Improving soil carbon stocks on agricultural land in East Gippsland is strongly linked to management practices; such strategies that optimise fertiliser use, stock management and groundcover retention in grazing systems, and reduced tillage in cropping and horticultural systems or in grazing systems.

Soil carbon can be stored in grazing systems by increasing the amount of organic matter in agricultural soils. This occurs when management practices either increase the amount of biomass (such as plant material) that is incorporated into the soil and/or reduce the amount of organic matter that is released from soils (for example, by reducing soil disturbance) (Department of Environment, 2014). Soil carbon is inherently unstable and prolonged drought can remove much of the stored carbon.

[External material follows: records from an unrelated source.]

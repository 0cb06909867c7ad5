//! Unique identifiers for Mutex instances

use std::sync::atomic::{AtomicU64, Ordering};

static NEXT_MUTEX_ID: AtomicU64 = AtomicU64::new(1);

/// Unique identifier for a Mutex, stable across the lifetime of the runtime
#[derive(Debug, Clone, Copy, PartialEq, Eq, Hash, PartialOrd, Ord)]
pub struct MutexId(u64);

impl MutexId {
    /// Allocate a fresh, globally unique mutex ID
    pub fn new() -> Self {
        MutexId(NEXT_MUTEX_ID.fetch_add(1, Ordering::Relaxed))
    }

    /// Reconstruct a mutex ID from its raw numeric value
    pub fn from_u64(id: u64) -> Self {
        MutexId(id)
    }

    /// Get the raw numeric value
    pub fn as_u64(&self) -> u64 {
        self.0
    }
}

impl Default for MutexId {
    fn default() -> Self {
        Self::new()
    }
}

#[cfg(test)]
mod tests {
    use super::*;

    #[test]
    fn test_mutex_id_unique() {
        let a = MutexId::new();
        let b = MutexId::new();
        assert_ne!(a, b);
    }

    #[test]
    fn test_mutex_id_roundtrip() {
        let id = MutexId::new();
        let raw = id.as_u64();
        assert_eq!(MutexId::from_u64(raw), id);
    }
}
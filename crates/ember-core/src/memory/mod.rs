//! Memory manager facade (spec §4.2): composes the arena allocator, the
//! string interner, and the generational collector with its policy engine
//! into the single object [`crate::vm::Vm`] drives allocation and
//! collection through. None of the four subsystems know about each other
//! directly — this module is the only thing that does.

use crate::gc::{GcDecision, GcPolicyEngine, GenerationalCollector, MemoryUsage};
use crate::heap::{self, arena::Arena, interner::StringInterner, string::{Encoding, EmberString}};
use crate::value::Value;

/// Object-count thresholds standing in for the byte-budgets
/// [`MemoryUsage`] is expressed in; the collector tracks live Values, not
/// raw bytes, so one "byte" here is one tracked object. See `DESIGN.md`.
#[derive(Debug, Clone, Copy)]
pub struct MemoryLimits {
    pub nursery_capacity: usize,
    pub old_capacity: usize,
}

impl Default for MemoryLimits {
    fn default() -> Self {
        Self { nursery_capacity: 4096, old_capacity: 65536 }
    }
}

/// Composes the heap's four allocation/collection subsystems behind one
/// handle. Every `alloc_*` helper on `MemoryManager` registers the new
/// value with the collector, so callers never have to remember to do it
/// themselves (spec §8 "every heap value is reachable from exactly one
/// registration path").
pub struct MemoryManager {
    arena: Arena,
    interner: StringInterner,
    collector: GenerationalCollector,
    policy: GcPolicyEngine,
    limits: MemoryLimits,
}

impl MemoryManager {
    pub fn new() -> Self {
        Self::with_limits(MemoryLimits::default())
    }

    pub fn with_limits(limits: MemoryLimits) -> Self {
        Self {
            arena: Arena::new(),
            interner: StringInterner::new(),
            collector: GenerationalCollector::new(),
            policy: GcPolicyEngine::new(),
            limits,
        }
    }

    pub fn arena(&mut self) -> &mut Arena {
        &mut self.arena
    }

    pub fn interner(&mut self) -> &mut StringInterner {
        &mut self.interner
    }

    pub fn collector(&mut self) -> &mut GenerationalCollector {
        &mut self.collector
    }

    pub fn policy(&mut self) -> &mut GcPolicyEngine {
        &mut self.policy
    }

    /// Allocate a heap string and register it with the collector.
    pub fn alloc_string(&mut self, bytes: &[u8]) -> Value {
        let v = heap::alloc_string(EmberString::new(bytes.to_vec(), Encoding::Utf8));
        self.collector.register_young(v);
        v
    }

    /// Intern `bytes`, sharing storage with any prior interning of the
    /// same content. The returned value is still registered with the
    /// collector exactly once per distinct content (subsequent hits reuse
    /// the already-registered value).
    pub fn intern_string(&mut self, bytes: &[u8]) -> Value {
        let first_time = self.interner.len();
        let v = self.interner.intern(bytes);
        if self.interner.len() != first_time {
            self.collector.register_young(v);
        }
        v
    }

    /// Register any other already-allocated heap value (arrays, objects,
    /// closures, ...) with the collector. Callers that allocate through
    /// `crate::heap::alloc_*` directly are expected to call this once per
    /// allocation.
    pub fn register(&mut self, v: Value) {
        self.collector.register_young(v);
    }

    fn usage(&self) -> MemoryUsage {
        let nursery_bytes = self.collector.young_count();
        let old_bytes = self.collector.old_count();
        MemoryUsage {
            nursery_bytes,
            nursery_capacity: self.limits.nursery_capacity,
            old_bytes,
            old_capacity: self.limits.old_capacity,
            total_bytes: nursery_bytes + old_bytes,
            total_capacity: self.limits.nursery_capacity + self.limits.old_capacity,
            fragmentation: 0.0,
        }
    }

    /// Consult the policy engine with the current heap occupancy and,
    /// if it calls for a collection, run it against `roots`. Returns the
    /// decision that was acted on, if any.
    pub fn maybe_collect(&mut self, roots: impl IntoIterator<Item = Value> + Clone) -> Option<GcDecision> {
        let usage = self.usage();
        let decision = self.policy.decide(&usage)?;
        let start = std::time::Instant::now();
        match decision.kind {
            crate::gc::GcKind::Minor => self.collector.collect_young(roots),
            crate::gc::GcKind::Major | crate::gc::GcKind::Full | crate::gc::GcKind::Incremental | crate::gc::GcKind::Concurrent => {
                self.collector.collect_full(roots)
            }
        }
        let elapsed = start.elapsed();
        self.policy.record_collection_time(elapsed, elapsed);
        Some(decision)
    }

    /// Force a collection regardless of policy, e.g. in response to an
    /// allocation failure at `site`.
    pub fn collect_for_failure(
        &mut self,
        site: crate::gc::AllocationSite,
        roots: impl IntoIterator<Item = Value>,
    ) -> GcDecision {
        let decision = self.policy.on_allocation_failure(site);
        match decision.kind {
            crate::gc::GcKind::Minor => self.collector.collect_young(roots),
            _ => self.collector.collect_full(roots),
        }
        decision
    }

    pub fn gc_stats(&self) -> crate::gc::GcStats {
        self.collector.stats()
    }
}

impl Default for MemoryManager {
    fn default() -> Self {
        Self::new()
    }
}

#[cfg(test)]
mod tests {
    use super::*;

    #[test]
    fn alloc_string_registers_with_the_collector() {
        let mut mem = MemoryManager::new();
        let v = mem.alloc_string(b"hi");
        assert_eq!(mem.collector().young_count(), 1);
        heap::release(v);
    }

    #[test]
    fn repeated_interning_registers_only_once() {
        let mut mem = MemoryManager::new();
        let a = mem.intern_string(b"dup");
        let b = mem.intern_string(b"dup");
        assert_eq!(a.raw_bits(), b.raw_bits());
        assert_eq!(mem.collector().young_count(), 1);
        heap::release(a);
        heap::release(b);
        mem.interner().release(b"dup");
        mem.interner().release(b"dup");
    }

    #[test]
    fn maybe_collect_is_a_no_op_under_pressure_free_heap() {
        let mut mem = MemoryManager::with_limits(MemoryLimits { nursery_capacity: 100, old_capacity: 100 });
        let v = mem.alloc_string(b"small");
        assert!(mem.maybe_collect(std::iter::once(v)).is_none());
        heap::release(v);
    }

    #[test]
    fn maybe_collect_runs_a_minor_pass_once_nursery_fills_up() {
        let mut mem = MemoryManager::with_limits(MemoryLimits { nursery_capacity: 2, old_capacity: 100 });
        let a = mem.alloc_string(b"a");
        let b = mem.alloc_string(b"b");
        let decision = mem.maybe_collect(vec![a, b]);
        assert!(decision.is_some());
        assert_eq!(decision.unwrap().kind, crate::gc::GcKind::Minor);
        heap::release(a);
        heap::release(b);
    }
}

An increase in soil carbon has benefits to farming through improved soil structure, water holding capacity and nutrient retention. Soil carbon will accumulate where there is extra, sustained pasture growth. The practices that are likely to increase soil carbon through the production of extra growth are the use of fertilizer, some rotational grazing systems and the introduction of perennial pasture species.  The benefit to producers will be primarily from utilising the extra feed generated from the activities undertaken, rather than any direct benefit from increased carbon content.  Any strategies to improve soil carbon levels must consider the economic justification for undertaking the specific activity.

There is much uncertainty and debate, particularly within Australia, around the role of soils in carbon sequestration. This includes issues such as: the total potential of agricultural soils to store additional carbon, the rate at which soils can accumulate carbon, the permanence of the stored carbon, and how best to monitor changes in soil carbon stocks (Sanderman et al, 2010).

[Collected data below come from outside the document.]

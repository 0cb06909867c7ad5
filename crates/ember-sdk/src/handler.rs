//! `NativeHandler` — stdlib dispatch interface, and the symbolic function
//! registry native modules populate at load time.

use crate::context::NativeContext;
use crate::value::NativeValue;

// ============================================================================
// IO Request / Completion types (for event loop integration)
// ============================================================================

/// IO request submitted by a native handler that needs to suspend.
///
/// When a native handler cannot complete synchronously (e.g. a channel
/// receive with nothing buffered, or work that belongs on a blocking thread
/// pool rather than the cooperative scheduler's own threads), it returns
/// `NativeCallResult::Suspend(IoRequest)`. The embedder's event loop
/// processes the request and resumes the task when it is done.
pub enum IoRequest {
    /// Run blocking work on an IO thread pool (filesystem ops, process
    /// exec, a timed sleep). The closure runs off the scheduler's own
    /// threads and returns an `IoCompletion`.
    BlockingWork {
        /// Work to execute on the IO thread pool.
        work: Box<dyn FnOnce() -> IoCompletion + Send>,
    },
    /// Non-blocking channel receive — yield until a value is available or
    /// the channel closes.
    ChannelReceive {
        /// The channel value to receive from.
        channel: NativeValue,
    },
    /// Non-blocking channel send — yield until buffer space is available
    /// or the channel closes.
    ChannelSend {
        /// The channel value to send to.
        channel: NativeValue,
        /// The value to send.
        value: NativeValue,
    },
}

/// Result of a completed IO operation from a pool thread.
///
/// Pool threads don't have access to the GC, so they return raw data; the
/// event loop converts these to GC-allocated values when resuming the task.
pub enum IoCompletion {
    /// Raw bytes — the event loop allocates as a binary-safe string.
    Bytes(Vec<u8>),
    /// Raw string — the event loop allocates as a UTF-8 string.
    String(String),
    /// Primitive value (int, float, bool, null) — no allocation needed.
    Primitive(NativeValue),
    /// Error — the event loop raises this as the task's exception.
    Error(String),
}

// ============================================================================
// NativeCallResult
// ============================================================================

/// Result of a native call handler.
pub enum NativeCallResult {
    /// Call handled successfully, returned a value.
    Value(NativeValue),
    /// This handler does not recognize the call.
    Unhandled,
    /// Call failed with an error.
    Error(String),
    /// Handler cannot complete synchronously — submit an IO request and
    /// suspend the task. The event loop processes the request and resumes
    /// the task when done.
    Suspend(IoRequest),
}

impl NativeCallResult {
    /// A successful result with a null value.
    #[inline]
    pub fn null() -> Self {
        Self::Value(NativeValue::null())
    }

    /// A successful result with an i32 value.
    #[inline]
    pub fn i32(val: i32) -> Self {
        Self::Value(NativeValue::i32(val))
    }

    /// A successful result with an f64 value.
    #[inline]
    pub fn f64(val: f64) -> Self {
        Self::Value(NativeValue::f64(val))
    }

    /// A successful result with a bool value.
    #[inline]
    pub fn bool(val: bool) -> Self {
        Self::Value(NativeValue::bool(val))
    }
}

/// Handles native calls dispatched by symbolic id from a fixed-ID-range
/// module. Most native modules instead register into a
/// [`NativeFunctionRegistry`] by name; this trait exists for modules that
/// prefer a dense numeric dispatch table.
pub trait NativeHandler: Send + Sync {
    /// Handle a native call.
    ///
    /// - `ctx`: VM context (GC, class registry, scheduler access).
    /// - `id`: the native call id.
    /// - `args`: call arguments.
    ///
    /// Returns `NativeCallResult::Unhandled` if `id` is not recognized.
    fn call(&self, ctx: &dyn NativeContext, id: u16, args: &[NativeValue]) -> NativeCallResult;
}

/// A handler that returns `Unhandled` for every call.
pub struct NoopNativeHandler;

impl NativeHandler for NoopNativeHandler {
    fn call(&self, _ctx: &dyn NativeContext, _id: u16, _args: &[NativeValue]) -> NativeCallResult {
        NativeCallResult::Unhandled
    }
}

// ============================================================================
// Native Function Registry (name-based dispatch)
// ============================================================================

use std::collections::HashMap;
use std::sync::Arc;

/// A native function handler, for symbolic name-based dispatch.
pub type NativeHandlerFn = Arc<dyn Fn(&dyn NativeContext, &[NativeValue]) -> NativeCallResult + Send + Sync>;

/// Registry of native functions indexed by symbolic name.
///
/// Used at module load time to resolve symbolic native call names to
/// handler functions. Stdlib modules register their handlers here (e.g.
/// `"math.abs"`, `"logger.info"`).
pub struct NativeFunctionRegistry {
    handlers: HashMap<String, NativeHandlerFn>,
}

impl NativeFunctionRegistry {
    /// An empty registry.
    pub fn new() -> Self {
        Self { handlers: HashMap::new() }
    }

    /// Register a native function by name.
    pub fn register(
        &mut self,
        name: &str,
        handler: impl Fn(&dyn NativeContext, &[NativeValue]) -> NativeCallResult + Send + Sync + 'static,
    ) {
        self.handlers.insert(name.to_string(), Arc::new(handler));
    }

    /// Look up a handler by name.
    pub fn get(&self, name: &str) -> Option<NativeHandlerFn> {
        self.handlers.get(name).cloned()
    }

    /// Whether a handler is registered under this name.
    pub fn contains(&self, name: &str) -> bool {
        self.handlers.contains_key(name)
    }

    /// Number of registered handlers.
    pub fn len(&self) -> usize {
        self.handlers.len()
    }

    /// Whether the registry is empty.
    pub fn is_empty(&self) -> bool {
        self.handlers.is_empty()
    }
}

impl Default for NativeFunctionRegistry {
    fn default() -> Self {
        Self::new()
    }
}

The Emissions Reduction Fund allows farmers and other landholders to earn carbon credits by reducing greenhouse gas emissions or storing carbon on the land. Participants can earn carbon credits by setting up a project under an approved ERF method, which sets out the rules for implementing and monitoring the activity (see Appendix 5 for further explanation).

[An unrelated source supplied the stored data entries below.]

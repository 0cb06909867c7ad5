//! Exceptions and error propagation (spec §7).

use crate::value::Value;

/// The taxonomy of errors the evaluator itself can raise (as opposed to
/// a user `throw` of an arbitrary object), spec §7.
#[derive(Debug, Clone, PartialEq, Eq)]
pub enum ErrorKind {
    UndefinedVariable(String),
    UndefinedFunction(String),
    UndefinedClass(String),
    UndefinedMethod { class: String, method: String },
    UndefinedProperty { class: String, property: String },
    TypeError(String),
    DivisionByZero,
    ReadonlyPropertyModification { class: String, property: String },
    AbstractInstantiation(String),
    CancelledOperation,
    OutOfMemory,
}

impl ErrorKind {
    pub fn message(&self) -> String {
        match self {
            ErrorKind::UndefinedVariable(name) => format!("undefined variable ${name}"),
            ErrorKind::UndefinedFunction(name) => format!("call to undefined function {name}()"),
            ErrorKind::UndefinedClass(name) => format!("class \"{name}\" not found"),
            ErrorKind::UndefinedMethod { class, method } => {
                format!("call to undefined method {class}::{method}()")
            }
            ErrorKind::UndefinedProperty { class, property } => {
                format!("undefined property {class}::${property}")
            }
            ErrorKind::TypeError(msg) => msg.clone(),
            ErrorKind::DivisionByZero => "division by zero".to_string(),
            ErrorKind::ReadonlyPropertyModification { class, property } => {
                format!("cannot modify readonly property {class}::${property}")
            }
            ErrorKind::AbstractInstantiation(name) => {
                format!("cannot instantiate abstract class {name}")
            }
            ErrorKind::CancelledOperation => "operation cancelled".to_string(),
            ErrorKind::OutOfMemory => "out of memory".to_string(),
        }
    }
}

/// A single stack-trace entry, captured as the exception unwinds through
/// `crate::eval::Evaluator` call frames.
#[derive(Debug, Clone)]
pub struct TraceFrame {
    pub function: String,
    pub file: String,
    pub line: u32,
}

/// The value actually propagated by `Result::Err` inside the evaluator:
/// either a runtime-detected [`ErrorKind`] or a user-thrown `Value`
/// (normally an `Object` instance of some `Exception` subclass).
#[derive(Debug, Clone)]
pub enum ExceptionValue {
    Runtime(ErrorKind),
    Thrown(Value),
}

impl ExceptionValue {
    pub fn message(&self) -> String {
        match self {
            ExceptionValue::Runtime(kind) => kind.message(),
            ExceptionValue::Thrown(_) => "uncaught exception".to_string(),
        }
    }
}

/// A fully-formed exception: the triggering value plus an accumulated
/// stack trace, handed to `crate::exception::ErrorHandler` when it
/// escapes every `catch` clause.
#[derive(Debug, Clone)]
pub struct PHPException {
    pub value: ExceptionValue,
    pub trace: Vec<TraceFrame>,
}

impl PHPException {
    pub fn new(value: ExceptionValue) -> Self {
        Self { value, trace: Vec::new() }
    }

    pub fn with_frame(mut self, frame: TraceFrame) -> Self {
        self.trace.push(frame);
        self
    }

    pub fn push_frame(&mut self, frame: TraceFrame) {
        self.trace.push(frame);
    }
}

/// Installed on a `crate::vm::Vm` to decide what happens to an exception
/// that unwinds past the outermost call frame — analogous to PHP's
/// `set_exception_handler`.
pub trait ErrorHandler: Send + Sync {
    fn handle(&self, exception: &PHPException);
}

/// The default handler: logs via `tracing` and otherwise swallows the
/// exception (the caller, e.g. an HTTP request handler, decides whether
/// this ends the request with a 500).
pub struct LoggingErrorHandler;

impl ErrorHandler for LoggingErrorHandler {
    fn handle(&self, exception: &PHPException) {
        tracing::error!(
            message = %exception.value.message(),
            frames = exception.trace.len(),
            "uncaught exception"
        );
    }
}

#[cfg(test)]
mod tests {
    use super::*;

    #[test]
    fn error_kind_messages_are_descriptive() {
        let k = ErrorKind::UndefinedVariable("x".to_string());
        assert_eq!(k.message(), "undefined variable $x");
    }

    #[test]
    fn trace_frames_accumulate_in_order() {
        let exc = PHPException::new(ExceptionValue::Runtime(ErrorKind::DivisionByZero))
            .with_frame(TraceFrame { function: "inner".to_string(), file: "a.phpl".to_string(), line: 3 })
            .with_frame(TraceFrame { function: "outer".to_string(), file: "a.phpl".to_string(), line: 10 });
        assert_eq!(exc.trace.len(), 2);
        assert_eq!(exc.trace[0].function, "inner");
    }
}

It is important to note that many of the options available to primary producers to increase soil carbon, for example stubble/biomass retention in cropping and grazing systems, are seen more generally as key strategies in the development of more profitable and sustainable farming systems. The adoption of these practices is not currently being driven by a motivation to participate in initiatives such as the Emissions Reduction Fund (ERF), but rather as a means of achieving long-term farm viability. The biomass from which the organic matter (soil carbon) is derived is expensive to produce and, at current pricing, commercial sequestration provides a much smaller return than using the feed for livestock. In addition there are restrictions on future land use.

Within broad parameters, landholders will have a choice of which land management activities to implement to build soil carbon. Activities must include at least one new management activity. Some activities, such as permanent destocking, are not eligible. Types of activities that could potentially be implemented include, but are not limited to, converting cropland to permanent pasture, rejuvenating pastures, or changing grazing patterns.

Site specific factors such as soil type, climate and management history all influence the potential for soil carbon sequestration (the increase in soil carbon stocks over time). There is no guarantee that any one or more of the eligible activities chosen by landholders will build soil carbon at any particular project site. Project proponents should seek expert advice on the management actions that will best suit their project area.

Landholders must measure the soil carbon stocks at the project site at regular intervals during the project to estimate carbon sequestration. Emissions from other sources that have changed as a result of the project, such as emissions from livestock, tillage events and applications of lime or synthetic fertiliser, must be calculated to find the net abatement from the project.